This is a novel that will never leave me. A father's extreme devotion to his faith leads him to abuse his wife and two children and to alienate and persecute his extended family. His daughter, Kambili, only desires his love and respect, but this instinct will break her. Jaja, her brother, becomes increasingly disobedient after getting a taste for life outside of his father's household. When one Sunday he refuses to take communion everything begins to change for the Achike family, and the meretricious walls of their mansion will inevitably crumble. — Josh Cohen-Peyton
“One of the most vital and original novelists of her generation.” —Larissa MacFarquhar, The New Yorker
From the bestselling author of Americanah and We Should All Be Feminists
Fifteen-year-old Kambili and her older brother Jaja lead a privileged life in Enugu, Nigeria. They live in a beautiful house, with a caring family, and attend an exclusive missionary school. They're completely shielded from the troubles of the world. Yet, as Kambili reveals in her tender-voiced account, things are less perfect than they appear. Although her Papa is generous and well respected, he is fanatically religious and tyrannical at home—a home that is silent and suffocating.

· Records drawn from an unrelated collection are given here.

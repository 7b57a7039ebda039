//! Annotation tools and message handlers
//!
//! This module provides:
//! - Per-tool path building (`Tool::start_path` / `Tool::update_path`)
//! - Message handlers for DrawMsg

pub mod handlers;
pub mod tools;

As the country begins to fall apart under a military coup, Kambili and Jaja are sent to their aunt, a university professor outside the city, where they discover a life beyond the confines of their father’s authority. Books cram the shelves, curry and nutmeg permeate the air, and their cousins’ laughter rings throughout the house. When they return home, tensions within the family escalate, and Kambili must find the strength to keep her loved ones together.
Purple Hibiscus is an exquisite novel about the emotional turmoil of adolescence, the powerful bonds of family, and the bright promise of freedom.